▽
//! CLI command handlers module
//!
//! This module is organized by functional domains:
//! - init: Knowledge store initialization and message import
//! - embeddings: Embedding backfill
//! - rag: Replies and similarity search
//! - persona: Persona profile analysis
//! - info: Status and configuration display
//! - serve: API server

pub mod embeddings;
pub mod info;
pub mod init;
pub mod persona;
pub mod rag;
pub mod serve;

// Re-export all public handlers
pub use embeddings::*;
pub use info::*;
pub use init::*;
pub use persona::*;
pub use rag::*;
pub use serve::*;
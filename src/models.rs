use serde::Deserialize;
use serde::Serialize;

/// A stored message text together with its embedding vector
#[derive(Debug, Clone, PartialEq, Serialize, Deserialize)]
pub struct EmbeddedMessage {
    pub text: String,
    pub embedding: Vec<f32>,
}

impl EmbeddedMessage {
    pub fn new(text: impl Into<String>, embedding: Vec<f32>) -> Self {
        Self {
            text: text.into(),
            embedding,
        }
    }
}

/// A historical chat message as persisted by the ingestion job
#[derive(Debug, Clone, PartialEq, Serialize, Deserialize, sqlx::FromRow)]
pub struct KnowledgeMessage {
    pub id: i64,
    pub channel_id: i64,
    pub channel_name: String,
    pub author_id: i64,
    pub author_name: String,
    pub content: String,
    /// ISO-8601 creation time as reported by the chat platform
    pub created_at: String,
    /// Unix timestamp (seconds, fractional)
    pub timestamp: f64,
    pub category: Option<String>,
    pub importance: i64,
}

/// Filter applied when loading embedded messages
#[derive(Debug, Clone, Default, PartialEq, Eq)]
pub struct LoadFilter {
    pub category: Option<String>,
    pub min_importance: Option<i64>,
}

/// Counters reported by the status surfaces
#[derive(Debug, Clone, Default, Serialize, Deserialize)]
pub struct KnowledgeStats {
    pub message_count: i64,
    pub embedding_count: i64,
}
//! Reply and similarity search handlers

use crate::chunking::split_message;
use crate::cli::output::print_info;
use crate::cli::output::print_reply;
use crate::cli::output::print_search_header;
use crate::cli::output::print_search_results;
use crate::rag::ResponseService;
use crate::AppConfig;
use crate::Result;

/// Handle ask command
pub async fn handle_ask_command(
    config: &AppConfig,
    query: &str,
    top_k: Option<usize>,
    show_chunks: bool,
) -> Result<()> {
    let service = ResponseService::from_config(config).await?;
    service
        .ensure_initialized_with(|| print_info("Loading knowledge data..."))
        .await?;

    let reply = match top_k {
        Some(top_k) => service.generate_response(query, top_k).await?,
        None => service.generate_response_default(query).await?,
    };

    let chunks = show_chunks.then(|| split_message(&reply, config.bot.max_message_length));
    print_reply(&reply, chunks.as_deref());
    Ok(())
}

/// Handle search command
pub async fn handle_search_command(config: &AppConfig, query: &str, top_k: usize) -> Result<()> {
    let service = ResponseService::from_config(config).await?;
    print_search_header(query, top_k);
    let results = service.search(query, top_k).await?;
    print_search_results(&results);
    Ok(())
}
△
▽
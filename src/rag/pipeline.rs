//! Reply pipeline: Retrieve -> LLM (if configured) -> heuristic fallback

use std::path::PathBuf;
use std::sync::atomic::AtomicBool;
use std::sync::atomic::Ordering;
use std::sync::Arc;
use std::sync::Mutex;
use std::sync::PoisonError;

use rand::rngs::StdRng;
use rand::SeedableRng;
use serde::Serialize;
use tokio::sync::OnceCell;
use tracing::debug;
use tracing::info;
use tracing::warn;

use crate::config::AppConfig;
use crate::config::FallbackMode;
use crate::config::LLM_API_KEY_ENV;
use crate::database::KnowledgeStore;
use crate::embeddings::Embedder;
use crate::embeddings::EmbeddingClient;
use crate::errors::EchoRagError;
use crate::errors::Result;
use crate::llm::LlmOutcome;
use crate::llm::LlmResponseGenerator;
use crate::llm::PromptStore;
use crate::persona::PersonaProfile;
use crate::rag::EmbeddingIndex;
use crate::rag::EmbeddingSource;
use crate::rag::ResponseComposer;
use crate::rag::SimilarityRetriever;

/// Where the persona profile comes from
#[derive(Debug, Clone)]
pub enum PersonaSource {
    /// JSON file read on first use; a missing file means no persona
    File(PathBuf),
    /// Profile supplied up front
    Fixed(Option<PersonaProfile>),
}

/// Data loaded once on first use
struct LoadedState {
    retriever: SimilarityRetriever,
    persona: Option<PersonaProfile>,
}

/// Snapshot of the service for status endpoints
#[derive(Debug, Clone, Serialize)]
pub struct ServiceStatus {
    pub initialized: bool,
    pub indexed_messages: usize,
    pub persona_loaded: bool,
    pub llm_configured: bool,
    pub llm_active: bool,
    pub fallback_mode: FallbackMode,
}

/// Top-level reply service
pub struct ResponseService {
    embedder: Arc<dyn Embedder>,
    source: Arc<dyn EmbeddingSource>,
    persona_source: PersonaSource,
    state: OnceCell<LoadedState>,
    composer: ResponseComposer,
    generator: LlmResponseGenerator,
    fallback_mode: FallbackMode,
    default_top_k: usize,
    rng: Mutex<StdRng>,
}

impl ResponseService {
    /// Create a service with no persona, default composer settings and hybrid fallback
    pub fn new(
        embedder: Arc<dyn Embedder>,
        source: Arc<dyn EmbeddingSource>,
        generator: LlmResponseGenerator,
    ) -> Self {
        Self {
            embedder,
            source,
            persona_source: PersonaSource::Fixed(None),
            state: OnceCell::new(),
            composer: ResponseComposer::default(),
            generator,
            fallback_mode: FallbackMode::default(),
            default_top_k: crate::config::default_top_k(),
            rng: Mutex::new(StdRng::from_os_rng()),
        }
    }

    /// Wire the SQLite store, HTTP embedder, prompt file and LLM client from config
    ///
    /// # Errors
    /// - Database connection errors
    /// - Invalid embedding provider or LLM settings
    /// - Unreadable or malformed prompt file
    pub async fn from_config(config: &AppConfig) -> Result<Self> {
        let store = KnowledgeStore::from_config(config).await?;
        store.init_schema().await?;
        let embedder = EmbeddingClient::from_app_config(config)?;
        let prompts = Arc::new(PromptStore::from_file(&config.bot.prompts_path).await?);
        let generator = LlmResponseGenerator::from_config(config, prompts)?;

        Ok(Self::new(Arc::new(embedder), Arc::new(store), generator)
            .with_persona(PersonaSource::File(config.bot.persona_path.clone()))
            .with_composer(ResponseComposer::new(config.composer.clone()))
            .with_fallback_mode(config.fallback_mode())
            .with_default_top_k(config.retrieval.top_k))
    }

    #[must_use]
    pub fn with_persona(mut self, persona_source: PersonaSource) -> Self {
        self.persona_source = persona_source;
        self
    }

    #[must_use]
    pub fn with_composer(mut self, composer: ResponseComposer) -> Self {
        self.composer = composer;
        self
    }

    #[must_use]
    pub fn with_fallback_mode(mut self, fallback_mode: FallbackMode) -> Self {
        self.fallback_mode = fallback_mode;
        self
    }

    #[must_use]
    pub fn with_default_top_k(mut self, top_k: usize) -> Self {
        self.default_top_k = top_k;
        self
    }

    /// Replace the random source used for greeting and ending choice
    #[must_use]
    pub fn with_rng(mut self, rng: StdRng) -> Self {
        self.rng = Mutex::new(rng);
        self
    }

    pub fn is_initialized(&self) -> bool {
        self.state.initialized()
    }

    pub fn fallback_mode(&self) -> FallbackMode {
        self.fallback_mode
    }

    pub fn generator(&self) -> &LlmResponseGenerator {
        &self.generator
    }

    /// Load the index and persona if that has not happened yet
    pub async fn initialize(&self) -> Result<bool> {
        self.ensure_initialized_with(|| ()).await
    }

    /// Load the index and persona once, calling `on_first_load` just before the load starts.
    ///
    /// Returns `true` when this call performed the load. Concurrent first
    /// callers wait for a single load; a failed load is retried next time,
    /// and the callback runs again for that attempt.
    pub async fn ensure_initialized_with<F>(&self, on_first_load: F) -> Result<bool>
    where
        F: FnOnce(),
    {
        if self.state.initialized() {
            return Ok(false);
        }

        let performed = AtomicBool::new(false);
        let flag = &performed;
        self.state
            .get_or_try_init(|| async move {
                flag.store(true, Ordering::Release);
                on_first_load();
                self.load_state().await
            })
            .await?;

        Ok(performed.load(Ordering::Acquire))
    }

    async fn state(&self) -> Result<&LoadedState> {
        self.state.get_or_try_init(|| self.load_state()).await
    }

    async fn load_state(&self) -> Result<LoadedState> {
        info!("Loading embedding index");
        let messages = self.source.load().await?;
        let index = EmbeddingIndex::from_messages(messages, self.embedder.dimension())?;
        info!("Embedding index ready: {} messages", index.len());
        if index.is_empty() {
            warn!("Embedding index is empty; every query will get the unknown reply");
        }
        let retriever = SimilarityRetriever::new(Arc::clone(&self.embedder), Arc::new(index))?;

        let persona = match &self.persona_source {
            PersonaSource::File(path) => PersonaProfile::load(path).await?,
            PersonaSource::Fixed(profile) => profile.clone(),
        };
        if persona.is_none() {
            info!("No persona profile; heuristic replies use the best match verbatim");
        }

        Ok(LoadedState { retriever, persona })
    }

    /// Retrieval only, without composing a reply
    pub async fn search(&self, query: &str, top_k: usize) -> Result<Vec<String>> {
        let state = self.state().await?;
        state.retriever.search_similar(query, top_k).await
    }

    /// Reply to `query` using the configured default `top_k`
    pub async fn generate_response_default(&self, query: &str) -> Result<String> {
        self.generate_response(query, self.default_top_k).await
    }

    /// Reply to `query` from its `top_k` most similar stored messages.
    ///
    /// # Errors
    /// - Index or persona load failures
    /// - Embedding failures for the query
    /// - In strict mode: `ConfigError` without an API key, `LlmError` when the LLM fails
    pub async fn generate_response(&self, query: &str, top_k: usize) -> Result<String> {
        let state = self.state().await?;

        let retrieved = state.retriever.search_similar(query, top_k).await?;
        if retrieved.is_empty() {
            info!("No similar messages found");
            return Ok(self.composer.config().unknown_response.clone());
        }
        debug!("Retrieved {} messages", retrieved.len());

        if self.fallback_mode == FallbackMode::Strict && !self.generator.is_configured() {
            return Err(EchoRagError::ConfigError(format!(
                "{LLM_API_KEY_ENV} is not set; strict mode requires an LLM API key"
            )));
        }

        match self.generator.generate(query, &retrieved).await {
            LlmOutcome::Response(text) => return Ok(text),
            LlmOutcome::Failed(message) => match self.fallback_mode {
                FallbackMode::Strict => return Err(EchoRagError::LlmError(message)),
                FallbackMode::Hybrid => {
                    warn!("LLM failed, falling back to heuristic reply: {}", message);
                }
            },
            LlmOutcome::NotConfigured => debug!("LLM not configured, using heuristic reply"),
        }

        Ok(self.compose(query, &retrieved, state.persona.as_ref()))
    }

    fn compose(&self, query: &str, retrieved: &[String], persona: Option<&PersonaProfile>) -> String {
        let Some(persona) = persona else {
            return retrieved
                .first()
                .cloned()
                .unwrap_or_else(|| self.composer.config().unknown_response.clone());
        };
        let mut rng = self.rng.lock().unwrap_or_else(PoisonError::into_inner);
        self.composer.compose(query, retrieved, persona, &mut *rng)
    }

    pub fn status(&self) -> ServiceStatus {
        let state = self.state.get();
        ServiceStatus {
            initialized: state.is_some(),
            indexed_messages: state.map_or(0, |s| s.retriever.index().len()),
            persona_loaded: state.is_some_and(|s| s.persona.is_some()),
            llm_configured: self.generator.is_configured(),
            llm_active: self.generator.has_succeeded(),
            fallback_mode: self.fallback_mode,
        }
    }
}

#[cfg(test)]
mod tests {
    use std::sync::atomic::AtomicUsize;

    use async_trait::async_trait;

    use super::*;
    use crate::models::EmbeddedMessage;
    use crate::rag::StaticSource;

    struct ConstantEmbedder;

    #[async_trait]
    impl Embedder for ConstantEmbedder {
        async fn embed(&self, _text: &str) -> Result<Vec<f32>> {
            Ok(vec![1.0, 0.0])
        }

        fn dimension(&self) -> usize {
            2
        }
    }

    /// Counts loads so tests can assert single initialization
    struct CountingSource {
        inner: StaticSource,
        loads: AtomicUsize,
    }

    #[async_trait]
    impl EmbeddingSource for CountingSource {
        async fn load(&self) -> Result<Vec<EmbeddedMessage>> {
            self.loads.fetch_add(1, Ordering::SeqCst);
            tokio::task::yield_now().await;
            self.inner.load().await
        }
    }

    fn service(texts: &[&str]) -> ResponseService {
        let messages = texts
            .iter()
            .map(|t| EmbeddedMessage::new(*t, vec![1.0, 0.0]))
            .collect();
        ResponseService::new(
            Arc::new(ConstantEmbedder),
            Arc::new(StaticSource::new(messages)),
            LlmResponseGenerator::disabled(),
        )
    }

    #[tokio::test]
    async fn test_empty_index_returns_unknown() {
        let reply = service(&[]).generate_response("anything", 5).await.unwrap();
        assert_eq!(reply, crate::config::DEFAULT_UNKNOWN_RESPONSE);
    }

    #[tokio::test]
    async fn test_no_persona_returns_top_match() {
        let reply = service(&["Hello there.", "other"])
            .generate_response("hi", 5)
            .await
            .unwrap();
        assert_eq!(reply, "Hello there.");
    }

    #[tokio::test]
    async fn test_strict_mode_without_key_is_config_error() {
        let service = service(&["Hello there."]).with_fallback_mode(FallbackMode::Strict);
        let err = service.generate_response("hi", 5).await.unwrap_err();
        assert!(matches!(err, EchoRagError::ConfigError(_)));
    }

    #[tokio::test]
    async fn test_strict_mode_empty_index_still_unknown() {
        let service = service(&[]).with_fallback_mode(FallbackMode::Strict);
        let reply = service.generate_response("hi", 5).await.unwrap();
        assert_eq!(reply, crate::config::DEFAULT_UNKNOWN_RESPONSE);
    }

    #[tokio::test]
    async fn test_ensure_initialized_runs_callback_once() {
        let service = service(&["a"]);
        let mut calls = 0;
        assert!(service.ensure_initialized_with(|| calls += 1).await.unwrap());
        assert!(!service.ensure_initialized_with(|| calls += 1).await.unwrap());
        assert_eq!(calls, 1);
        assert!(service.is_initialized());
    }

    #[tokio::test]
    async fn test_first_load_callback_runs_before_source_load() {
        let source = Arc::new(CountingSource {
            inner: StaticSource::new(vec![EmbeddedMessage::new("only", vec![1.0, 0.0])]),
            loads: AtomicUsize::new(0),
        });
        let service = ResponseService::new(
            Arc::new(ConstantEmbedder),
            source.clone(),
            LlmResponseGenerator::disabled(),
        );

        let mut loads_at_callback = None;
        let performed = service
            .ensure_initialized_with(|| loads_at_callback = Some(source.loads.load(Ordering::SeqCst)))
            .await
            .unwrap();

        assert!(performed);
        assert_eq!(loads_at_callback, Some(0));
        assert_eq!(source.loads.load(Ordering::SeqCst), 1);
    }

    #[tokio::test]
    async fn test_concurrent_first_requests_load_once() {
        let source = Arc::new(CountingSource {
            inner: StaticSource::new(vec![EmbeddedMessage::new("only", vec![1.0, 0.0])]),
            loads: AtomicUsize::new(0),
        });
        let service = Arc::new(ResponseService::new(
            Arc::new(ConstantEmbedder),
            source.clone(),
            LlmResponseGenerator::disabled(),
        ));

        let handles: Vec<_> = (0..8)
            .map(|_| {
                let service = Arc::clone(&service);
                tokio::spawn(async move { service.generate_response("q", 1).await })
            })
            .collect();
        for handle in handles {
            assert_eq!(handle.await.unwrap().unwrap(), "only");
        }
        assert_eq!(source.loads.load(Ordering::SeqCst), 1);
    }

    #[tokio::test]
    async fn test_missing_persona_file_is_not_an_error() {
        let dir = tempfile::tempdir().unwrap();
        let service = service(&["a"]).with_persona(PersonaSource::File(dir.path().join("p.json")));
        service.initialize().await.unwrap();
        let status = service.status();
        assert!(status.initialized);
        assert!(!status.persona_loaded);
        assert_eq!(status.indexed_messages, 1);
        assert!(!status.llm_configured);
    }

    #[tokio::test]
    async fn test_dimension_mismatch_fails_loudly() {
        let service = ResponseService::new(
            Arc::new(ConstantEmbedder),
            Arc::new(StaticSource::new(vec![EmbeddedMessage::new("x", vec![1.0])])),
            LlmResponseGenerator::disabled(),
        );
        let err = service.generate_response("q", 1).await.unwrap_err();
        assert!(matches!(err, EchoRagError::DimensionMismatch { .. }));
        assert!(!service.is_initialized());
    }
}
△
■ **WHAT TO DO**
Above are some records; copy exactly the lines from the one with "use tracing::info;" through the one with "Top-level reply service", both included, and no others.

■ **WRITTEN ANSWER**
use tracing::info;
use tracing::warn;

use crate::config::AppConfig;
use crate::config::FallbackMode;
use crate::config::LLM_API_KEY_ENV;
use crate::database::KnowledgeStore;
use crate::embeddings::Embedder;
use crate::embeddings::EmbeddingClient;
use crate::errors::EchoRagError;
use crate::errors::Result;
use crate::llm::LlmOutcome;
use crate::llm::LlmResponseGenerator;
use crate::llm::PromptStore;
use crate::persona::PersonaProfile;
use crate::rag::EmbeddingIndex;
use crate::rag::EmbeddingSource;
use crate::rag::ResponseComposer;
use crate::rag::SimilarityRetriever;

/// Where the persona profile comes from
#[derive(Debug, Clone)]
pub enum PersonaSource {
    /// JSON file read on first use; a missing file means no persona
    File(PathBuf),
    /// Profile supplied up front
    Fixed(Option<PersonaProfile>),
}

/// Data loaded once on first use
struct LoadedState {
    retriever: SimilarityRetriever,
    persona: Option<PersonaProfile>,
}

/// Snapshot of the service for status endpoints
#[derive(Debug, Clone, Serialize)]
pub struct ServiceStatus {
    pub initialized: bool,
    pub indexed_messages: usize,
    pub persona_loaded: bool,
    pub llm_configured: bool,
    pub llm_active: bool,
    pub fallback_mode: FallbackMode,
}

/// Top-level reply service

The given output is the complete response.